Bringing up this topic again b/c there was still almost no feedback on the actual plan. Here is a summary.

- built-in AA is too magic to be replaced by library AA
- provide a general purpose library AA with enough benefits for people to live with incompatibilities
- add a cheap toBuiltinAA adapter for compatibility of the library AA with existing code
- make array and AA literals usable with UDTs
- slowly deprecated magic behavior of the built-in AA
- switch built-in AA to library AA

Also we should plan for a std.container.aa to deal w/ all the fancy generic/specialized stuff.
September 23, 2016
On Friday, 23 September 2016 at 07:39:01 UTC, Martin Nowak wrote:
> On Sunday, 24 May 2015 at 14:13:26 UTC, Martin Nowak wrote:
>> Would be interesting to get some opinions on this.
>>
>> https://github.com/D-Programming-Language/druntime/pull/1282
>
> Bringing up this topic again b/c there was still almost no feedback on the actual plan. Here is a summary.
>
> - built-in AA is too magic to be replaced by library AA
> - provide a general purpose library AA with enough benefits for people to live with incompatibilities
> - add a cheap toBuiltinAA adapter for compatibility of the library AA with existing code
> - make array and AA literals usable with UDTs
> - slowly deprecated magic behavior of the built-in AA
> - switch built-in AA to library AA
>
> Also we should plan for a std.container.aa to deal w/ all the fancy generic/specialized stuff.

LGTM
September 23, 2016
Dne 23.9.2016 v 09:39 Martin Nowak via Digitalmars-d napsal(a):

> On Sunday, 24 May 2015 at 14:13:26 UTC, Martin Nowak wrote:
>> Would be interesting to get some opinions on this.
>>
>> https://github.com/D-Programming-Language/druntime/pull/1282
>
> Bringing up this topic again b/c there was still almost no feedback on the actual plan. Here is a summary.
>
> - built-in AA is too magic to be replaced by library AA
> - provide a general purpose library AA with enough benefits for people to live with incompatibilities
> - add a cheap toBuiltinAA adapter for compatibility of the library AA with existing code
> - make array and AA literals usable with UDTs
> - slowly deprecated magic behavior of the built-in AA
> - switch built-in AA to library AA
>
> Also we should plan for a std.container.aa to deal w/ all the fancy generic/specialized stuff.
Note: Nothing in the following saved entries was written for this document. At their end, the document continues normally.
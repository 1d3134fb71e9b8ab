pub mod config;
pub mod episode;
pub mod error;
pub mod feed;
pub mod http;
pub mod ledger;
pub mod progress;
pub mod sync;

// Re-export main types for convenience
pub use config::{MAX_FILENAME_LEN, MirrorOptions, SEEN_SUBDIR, default_dest_dir};
pub use episode::{derive_filename, unique_destination};
pub use error::{DownloadError, FeedError, LedgerError, NamingError, SyncError};
pub use feed::{Item, fetch_items, is_url, scan_items};
pub use http::{HttpClient, HttpResponse, ReqwestClient};
pub use ledger::{FsLedger, MarkerKey, MarkerRule, MemoryLedger, SeenLedger};
pub use progress::{NoopReporter, ProgressEvent, ProgressReporter, SharedProgressReporter};
pub use sync::{ItemOutcome, MirrorResult, mirror_feed, mirror_feed_with_ledger, process_item};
What is wrong with built-in AAs? And what advantages comes with library AAs?
September 23, 2016
On Friday, 23 September 2016 at 07:56:02 UTC, Daniel Kozak wrote:
> What is wrong with built-in AAs? And what advantages comes with library AAs?

http://forum.dlang.org/post/uybkxmjlpswufhiwcawp@forum.dlang.org
September 23, 2016
On Friday, 23 September 2016 at 07:39:01 UTC, Martin Nowak wrote:
>
> Bringing up this topic again b/c there was still almost no feedback on the actual plan.
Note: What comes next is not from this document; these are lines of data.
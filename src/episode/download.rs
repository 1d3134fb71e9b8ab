// This Source Code Form is subject to the terms of the Mozilla Public
// License, v. 2.0. If a copy of the MPL was not distributed with this
// file, You can obtain one at https://mozilla.org/MPL/2.0/.

use std::path::Path;

use futures::StreamExt;
use tokio::fs::File;
use tokio::io::AsyncWriteExt;

use crate::error::DownloadError;
use crate::feed::Item;
use crate::http::{ByteStream, HttpClient};
use crate::progress::{ProgressEvent, SharedProgressReporter};

/// Position of an item within the current run, for progress reporting
#[derive(Debug, Clone, Copy)]
pub struct DownloadContext {
    /// Index of this item in the processing order
    pub item_index: usize,
    /// Number of items this run will process
    pub total_items: usize,
}

/// Download an item's enclosure to `output_path`
///
/// The file is created fresh and the body copied verbatim. On failure a
/// partially written file is removed. Returns the number of bytes written.
pub async fn download_item<C: HttpClient + ?Sized>(
    client: &C,
    item: &Item,
    output_path: &Path,
    context: &DownloadContext,
    reporter: &SharedProgressReporter,
) -> Result<u64, DownloadError> {
    let url = item.url.as_str();

    let response = client
        .get_stream(url)
        .await
        .map_err(|e| DownloadError::HttpFailed {
            url: url.to_string(),
            source: e,
        })?;

    if !response.is_success() {
        return Err(DownloadError::HttpStatus {
            url: url.to_string(),
            status: response.status,
        });
    }

    reporter.report(ProgressEvent::DownloadStarting {
        url: url.to_string(),
        path: output_path.to_path_buf(),
        item_index: context.item_index,
        total_items: context.total_items,
        content_length: response.content_length,
    });

    let mut file =
        File::create(output_path)
            .await
            .map_err(|e| DownloadError::FileCreateFailed {
                path: output_path.to_path_buf(),
                source: e,
            })?;

    let result = copy_body(
        &mut file,
        response.body,
        url,
        output_path,
        response.content_length,
        reporter,
    )
    .await;
    drop(file);

    if result.is_err() {
        let _ = tokio::fs::remove_file(output_path).await;
    }
    let bytes_downloaded = result?;

    reporter.report(ProgressEvent::DownloadCompleted {
        url: url.to_string(),
        bytes_downloaded,
    });

    Ok(bytes_downloaded)
}

async fn copy_body(
    file: &mut File,
    mut stream: ByteStream,
    url: &str,
    output_path: &Path,
    total_bytes: Option<u64>,
    reporter: &SharedProgressReporter,
) -> Result<u64, DownloadError> {
    let mut bytes_downloaded: u64 = 0;

    while let Some(chunk_result) = stream.next().await {
        let chunk = chunk_result.map_err(|e| DownloadError::StreamFailed {
            url: url.to_string(),
            source: e,
        })?;

        file.write_all(&chunk)
            .await
            .map_err(|e| DownloadError::FileWriteFailed {
                path: output_path.to_path_buf(),
                source: e,
            })?;

        bytes_downloaded += chunk.len() as u64;

        reporter.report(ProgressEvent::DownloadProgress {
            url: url.to_string(),
            bytes_downloaded,
            total_bytes,
        });
    }

    file.flush()
        .await
        .map_err(|e| DownloadError::FileWriteFailed {
            path: output_path.to_path_buf(),
            source: e,
        })?;

    Ok(bytes_downloaded)
}
//! The query descriptor.

use std::fmt;
use std::sync::Arc;

use crate::api::predicate::Predicate;
use crate::core::distance::DistanceType;
use crate::core::options::RuntimeOptions;
use crate::core::types::VectorId;

/// Fast id test applied before scoring. Called concurrently from scoring
/// threads, so it must not mutate shared state.
pub type PreFilter = Arc<dyn Fn(VectorId) -> bool + Send + Sync>;

/// An immutable top-k request.
///
/// Fields are shared behind `Arc`, so cloning a descriptor or deriving one
/// with [`VectorSearch::replace_pre_filter`] never copies the query vector.
#[derive(Clone)]
pub struct VectorSearch {
    field_name: Arc<str>,
    limit: usize,
    query: Arc<[f32]>,
    pre_filter: Option<PreFilter>,
    predicate: Option<Arc<dyn Predicate>>,
    distance_type: Option<DistanceType>,
    options: Arc<RuntimeOptions>,
}

impl VectorSearch {
    pub fn new<F, Q>(field_name: F, query: Q, limit: usize) -> Self
    where
        F: Into<Arc<str>>,
        Q: Into<Arc<[f32]>>,
    {
        VectorSearch {
            field_name: field_name.into(),
            limit,
            query: query.into(),
            pre_filter: None,
            predicate: None,
            distance_type: None,
            options: Arc::new(RuntimeOptions::new()),
        }
    }

    pub fn with_pre_filter<P>(mut self, pre_filter: P) -> Self
    where
        P: Fn(VectorId) -> bool + Send + Sync + 'static,
    {
        self.pre_filter = Some(Arc::new(pre_filter));
        self
    }

    pub fn with_predicate<P: Predicate + 'static>(mut self, predicate: P) -> Self {
        self.predicate = Some(Arc::new(predicate));
        self
    }

    /// Expected metric; searching an index built with another metric fails.
    pub fn with_distance_type(mut self, distance_type: DistanceType) -> Self {
        self.distance_type = Some(distance_type);
        self
    }

    pub fn with_options(mut self, options: RuntimeOptions) -> Self {
        self.options = Arc::new(options);
        self
    }

    pub fn with_option<K: Into<String>, V: Into<String>>(mut self, key: K, value: V) -> Self {
        Arc::make_mut(&mut self.options).insert(key, value);
        self
    }

    /// A new descriptor that differs only in its pre-filter.
    pub fn replace_pre_filter(&self, pre_filter: Option<PreFilter>) -> Self {
        VectorSearch {
            pre_filter,
            ..self.clone()
        }
    }

    pub fn field_name(&self) -> &str {
        &self.field_name
    }

    pub fn limit(&self) -> usize {
        self.limit
    }

    pub fn query(&self) -> &[f32] {
        &self.query
    }

    pub fn pre_filter(&self) -> Option<&PreFilter> {
        self.pre_filter.as_ref()
    }

    pub fn predicate(&self) -> Option<&dyn Predicate> {
        self.predicate.as_deref()
    }

    pub fn distance_type(&self) -> Option<DistanceType> {
        self.distance_type
    }

    pub fn options(&self) -> &RuntimeOptions {
        &self.options
    }
}

impl fmt::Debug for VectorSearch {
    fn fmt(&self, f: &mut fmt::Formatter<'_>) -> fmt::Result {
        f.debug_struct("VectorSearch")
            .field("field_name", &self.field_name)
            .field("limit", &self.limit)
            .field("dimension", &self.query.len())
            .field("pre_filter", &self.pre_filter.is_some())
            .field("predicate", &self.predicate)
            .field("distance_type", &self.distance_type)
            .field("options", &self.options)
            .finish()
    }
}
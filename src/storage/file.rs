//! File-based storage rooted at a directory.

use std::fs::{File, OpenOptions};
use std::io::{BufReader, BufWriter, Read, Write};
use std::path::{Path, PathBuf};

use crate::error::{Result, SagittaError};
use crate::storage::{Storage, StorageError, StorageInput, StorageOutput};

/// Configuration for [`FileStorage`].
#[derive(Debug, Clone)]
pub struct FileStorageConfig {
    /// Directory holding the index files.
    pub path: PathBuf,
    /// Buffer size for reads and writes.
    pub buffer_size: usize,
    /// Call `fsync` when an output is closed.
    pub sync_on_close: bool,
}

impl FileStorageConfig {
    pub fn new<P: AsRef<Path>>(path: P) -> Self {
        FileStorageConfig {
            path: path.as_ref().to_path_buf(),
            buffer_size: 65536,
            sync_on_close: true,
        }
    }
}

#[derive(Debug)]
pub struct FileStorage {
    directory: PathBuf,
    config: FileStorageConfig,
}

impl FileStorage {
    /// Open a directory as storage, creating it when missing.
    pub fn new<P: AsRef<Path>>(directory: P, config: FileStorageConfig) -> Result<Self> {
        let directory = directory.as_ref().to_path_buf();

        if !directory.exists() {
            std::fs::create_dir_all(&directory)
                .map_err(|e| SagittaError::storage(format!("Failed to create directory: {e}")))?;
        }

        if !directory.is_dir() {
            return Err(SagittaError::storage(format!(
                "Path is not a directory: {}",
                directory.display()
            )));
        }

        Ok(FileStorage { directory, config })
    }

    pub fn directory(&self) -> &Path {
        &self.directory
    }

    fn file_path(&self, name: &str) -> PathBuf {
        self.directory.join(name)
    }
}

fn map_io(name: &str, e: std::io::Error) -> StorageError {
    if e.kind() == std::io::ErrorKind::NotFound {
        StorageError::FileNotFound(name.to_string())
    } else {
        StorageError::IoError(e.to_string())
    }
}

impl Storage for FileStorage {
    fn open_input(&self, name: &str) -> Result<Box<dyn StorageInput>> {
        let file = File::open(self.file_path(name)).map_err(|e| map_io(name, e))?;
        Ok(Box::new(FileInput::new(file, self.config.buffer_size)?))
    }

    fn create_output(&self, name: &str) -> Result<Box<dyn StorageOutput>> {
        let file = OpenOptions::new()
            .write(true)
            .create(true)
            .truncate(true)
            .open(self.file_path(name))
            .map_err(|e| StorageError::IoError(e.to_string()))?;

        Ok(Box::new(FileOutput::new(
            file,
            self.config.buffer_size,
            self.config.sync_on_close,
        )))
    }

    fn file_exists(&self, name: &str) -> bool {
        self.file_path(name).is_file()
    }

    fn delete_file(&self, name: &str) -> Result<()> {
        let path = self.file_path(name);
        if path.exists() {
            std::fs::remove_file(&path)
                .map_err(|e| StorageError::IoError(format!("Failed to delete file: {e}")))?;
        }
        Ok(())
    }

    fn list_files(&self) -> Result<Vec<String>> {
        let mut files = Vec::new();

        for entry in
            std::fs::read_dir(&self.directory).map_err(|e| StorageError::IoError(e.to_string()))?
        {
            let entry = entry.map_err(|e| StorageError::IoError(e.to_string()))?;
            let path = entry.path();
            if path.is_file() {
                if let Some(name) = path.file_name().and_then(|n| n.to_str()) {
                    files.push(name.to_string());
                }
            }
        }

        files.sort();
        Ok(files)
    }

    fn file_size(&self, name: &str) -> Result<u64> {
        let metadata = self
            .file_path(name)
            .metadata()
            .map_err(|e| map_io(name, e))?;
        Ok(metadata.len())
    }

    fn rename_file(&self, old_name: &str, new_name: &str) -> Result<()> {
        std::fs::rename(self.file_path(old_name), self.file_path(new_name))
            .map_err(|e| map_io(old_name, e))?;
        Ok(())
    }
}

#[derive(Debug)]
pub struct FileInput {
    reader: BufReader<File>,
    size: u64,
}

impl FileInput {
    fn new(file: File, buffer_size: usize) -> Result<Self> {
        let size = file
            .metadata()
            .map_err(|e| SagittaError::storage(format!("Failed to get file metadata: {e}")))?
            .len();
        Ok(FileInput {
            reader: BufReader::with_capacity(buffer_size, file),
            size,
        })
    }
}

impl Read for FileInput {
    fn read(&mut self, buf: &mut [u8]) -> std::io::Result<usize> {
        self.reader.read(buf)
    }
}

impl StorageInput for FileInput {
    fn size(&self) -> Result<u64> {
        Ok(self.size)
    }
}

#[derive(Debug)]
pub struct FileOutput {
    writer: BufWriter<File>,
    sync_on_close: bool,
    position: u64,
    closed: bool,
}

impl FileOutput {
    fn new(file: File, buffer_size: usize, sync_on_close: bool) -> Self {
        FileOutput {
            writer: BufWriter::with_capacity(buffer_size, file),
            sync_on_close,
            position: 0,
            closed: false,
        }
    }
}

impl Write for FileOutput {
    fn write(&mut self, buf: &[u8]) -> std::io::Result<usize> {
        if self.closed {
            return Err(std::io::Error::other("Output is closed"));
        }
        let written = self.writer.write(buf)?;
        self.position += written as u64;
        Ok(written)
    }

    fn flush(&mut self) -> std::io::Result<()> {
        self.writer.flush()
    }
}

impl StorageOutput for FileOutput {
    fn flush_and_sync(&mut self) -> Result<()> {
        self.writer.flush()?;
        self.writer.get_ref().sync_all()?;
        Ok(())
    }

    fn position(&self) -> u64 {
        self.position
    }

    fn close(&mut self) -> Result<()> {
        if self.closed {
            return Ok(());
        }
        if self.sync_on_close {
            self.flush_and_sync()?;
        } else {
            self.writer.flush()?;
        }
        self.closed = true;
        Ok(())
    }
}

#[cfg(test)]
mod tests {
    use super::*;
    use tempfile::TempDir;

    fn storage(dir: &TempDir) -> FileStorage {
        FileStorage::new(dir.path(), FileStorageConfig::new(dir.path())).unwrap()
    }

    #[test]
    fn test_file_storage_write_read() {
        let temp_dir = TempDir::new().unwrap();
        let storage = storage(&temp_dir);

        let mut output = storage.create_output("test.sgt").unwrap();
        output.write_all(b"Hello, World!").unwrap();
        output.close().unwrap();

        let mut input = storage.open_input("test.sgt").unwrap();
        let mut buffer = Vec::new();
        input.read_to_end(&mut buffer).unwrap();
        assert_eq!(buffer, b"Hello, World!");
        assert_eq!(input.size().unwrap(), 13);
    }

    #[test]
    fn test_file_storage_rename_replaces_target() {
        let temp_dir = TempDir::new().unwrap();
        let storage = storage(&temp_dir);

        for (name, body) in [("old.sgt", b"old"), ("new.tmp", b"new")] {
            let mut output = storage.create_output(name).unwrap();
            output.write_all(body).unwrap();
            output.close().unwrap();
        }

        storage.rename_file("new.tmp", "old.sgt").unwrap();
        assert_eq!(storage.list_files().unwrap(), vec!["old.sgt".to_string()]);

        let mut input = storage.open_input("old.sgt").unwrap();
        let mut buffer = Vec::new();
        input.read_to_end(&mut buffer).unwrap();
        assert_eq!(buffer, b"new");
    }

    #[test]
    fn test_file_storage_missing_file() {
        let temp_dir = TempDir::new().unwrap();
        let storage = storage(&temp_dir);

        let err = storage.open_input("absent.sgt").unwrap_err();
        assert_eq!(err.code(), crate::error::ErrorCode::NotFound);
        assert!(storage.file_size("absent.sgt").is_err());
        assert!(!storage.file_exists("absent.sgt"));
    }
}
Is there any benefit to adding new operator overloading to handle this case, like a opValueAssign instead of opIndexAssign ?
September 23, 2016
On Friday, 23 September 2016 at 15:17:26 UTC, jmh530 wrote:
> On Friday, 23 September 2016 at 07:39:01 UTC, Martin Nowak wrote:
> Is there any benefit to adding new operator overloading to handle this case, like a opValueAssign instead of opIndexAssign ?
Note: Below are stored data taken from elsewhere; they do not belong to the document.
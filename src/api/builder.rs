//! Index construction.
//!
//! An [`IndexBuilder`] walks a fixed lifecycle:
//!
//! ```text
//! Initial --pretrain--> Trained --insert--> DataInjected --dump--> Dumped
//! TrainNotNeeded ------------------^
//! ```
//!
//! Backends without a training phase start in `TrainNotNeeded`. Rejected
//! input leaves the state untouched; a failure inside the backend or the
//! output sink moves the builder to `Error`, after which every call fails
//! with a state violation.

use std::fmt;
use std::sync::Arc;
use std::time::Instant;

use ahash::AHashSet;
use tracing::{debug, info, warn};

use crate::api::dataset::Dataset;
use crate::api::extension::BuildExtension;
use crate::backend::{BackendKind, BuildContext, IndexWriter};
use crate::core::memory::MemoryResourceConfig;
use crate::core::options::{BuilderOptions, IoOptions};
use crate::core::types::{AttributeStore, IndexInfo, RowAttributes, VectorId};
use crate::error::{Result, SagittaError, Status};
use crate::format::{IndexFile, IndexHeader, write_index};
use crate::storage::StorageOutput;
use crate::util::vectors::{check_finite, prepare_rows};

/// Cap on floats reserved up front from a dataset's size hint.
const MAX_PRESIZED_SAMPLE: usize = 1 << 20;

/// Lifecycle state of an [`IndexBuilder`].
#[derive(Debug, Clone, Copy, PartialEq, Eq, Hash)]
pub enum BuilderStatus {
    Initial,
    Trained,
    TrainNotNeeded,
    DataInjected,
    Dumped,
    Error,
}

impl BuilderStatus {
    /// No further calls are accepted.
    pub fn is_terminal(&self) -> bool {
        matches!(self, BuilderStatus::Dumped | BuilderStatus::Error)
    }

    /// Rows may be inserted.
    pub fn accepts_data(&self) -> bool {
        matches!(
            self,
            BuilderStatus::Trained | BuilderStatus::TrainNotNeeded | BuilderStatus::DataInjected
        )
    }
}

impl fmt::Display for BuilderStatus {
    fn fmt(&self, f: &mut fmt::Formatter<'_>) -> fmt::Result {
        let name = match self {
            BuilderStatus::Initial => "initial",
            BuilderStatus::Trained => "trained",
            BuilderStatus::TrainNotNeeded => "train_not_needed",
            BuilderStatus::DataInjected => "data_injected",
            BuilderStatus::Dumped => "dumped",
            BuilderStatus::Error => "error",
        };
        f.write_str(name)
    }
}

/// Builds one serialized index.
///
/// A builder is driven by a single writer; it is `Send` but takes `&mut
/// self` for every mutating call.
pub struct IndexBuilder {
    kind: BackendKind,
    options: BuilderOptions,
    memory: MemoryResourceConfig,
    writer: Box<dyn IndexWriter>,
    attributes: AttributeStore,
    seen: AHashSet<VectorId>,
    inserted: usize,
    status: BuilderStatus,
    extensions: Vec<Arc<dyn BuildExtension>>,
}
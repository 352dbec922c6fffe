//! # Sagitta
//!
//! An embeddable vector similarity search engine.
//!
//! Sagitta builds a serialized index over fixed-dimension float vectors and
//! answers top-k nearest neighbour queries against it, optionally narrowed
//! by a row-id pre-filter and a structured predicate over attributes
//! captured at build time.
//!
//! ## Features
//!
//! - Closed set of backends: `bruteforce`, `ivf`, `diskann` and `demo`
//! - Euclidean, inner product and cosine metrics
//! - Explicit builder lifecycle with a terminal error state
//! - Checksummed index files written atomically through a pluggable storage
//! - Parallel candidate scoring on a rayon pool
//!
//! ## Example
//!
//! ```
//! use std::sync::Arc;
//! use sagitta::prelude::*;
//!
//! # fn main() -> sagitta::error::Result<()> {
//! let storage = Arc::new(MemoryStorage::new_default());
//! let io = IoOptions::new(storage, "vectors.sgt");
//!
//! let mut builder = IndexBuilder::create(BuilderOptions::new("bruteforce", 2, DistanceType::Euclidean))?;
//! builder.insert_batch(&[1, 2], &[0.0, 0.0, 1.0, 0.0])?;
//! builder.dump(&io)?;
//!
//! let mut searcher = IndexSearcher::create(SearcherOptions::new("bruteforce", 2, DistanceType::Euclidean))?;
//! searcher.open(&io)?;
//! let result = searcher.search(&VectorSearch::new("embedding", vec![0.9, 0.0], 1), &SearchOptions::new())?;
//! assert_eq!(result.ids(), vec![2]);
//! # Ok(())
//! # }
//! ```

pub mod api;
pub mod backend;
pub mod core;
pub mod encode;
pub mod error;
pub mod format;
pub mod search;
pub mod storage;
pub mod util;

pub mod prelude {
    pub use crate::api::{
        BuildExtension, BuilderStatus, Dataset, FieldPredicate, InMemoryDataset, IndexBuilder,
        IndexSearcher, Predicate, SearchExtension, SearchHit, SearchResult, StatsCollector,
        VectorSearch,
    };
    pub use crate::backend::BackendKind;
    pub use crate::core::{
        BuilderOptions, DistanceType, IndexInfo, IoOptions, MemoryResourceConfig, RowAttributes,
        SearchOptions, SearchSession, SearcherOptions, VectorId,
    };
    pub use crate::error::{ErrorCode, Result, SagittaError, Status};
    pub use crate::storage::Storage;
    pub use crate::storage::file::{FileStorage, FileStorageConfig};
    pub use crate::storage::memory::MemoryStorage;
}

// Version information
pub const VERSION: &str = env!("CARGO_PKG_VERSION");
Maybe, making the two implementations behave identical can be done from both sides, i.e. we'll definitely make literals work for UDTs at some point, and given how widespread aa[key1][key2]++ is used we might want to come up with a UDT solution as well, but we can discuss this as a detail when we're at it.

One nice property of the plan is that it's already broken down into digestible changes, might get stuck or fail at any point, but still provides value from the first step on.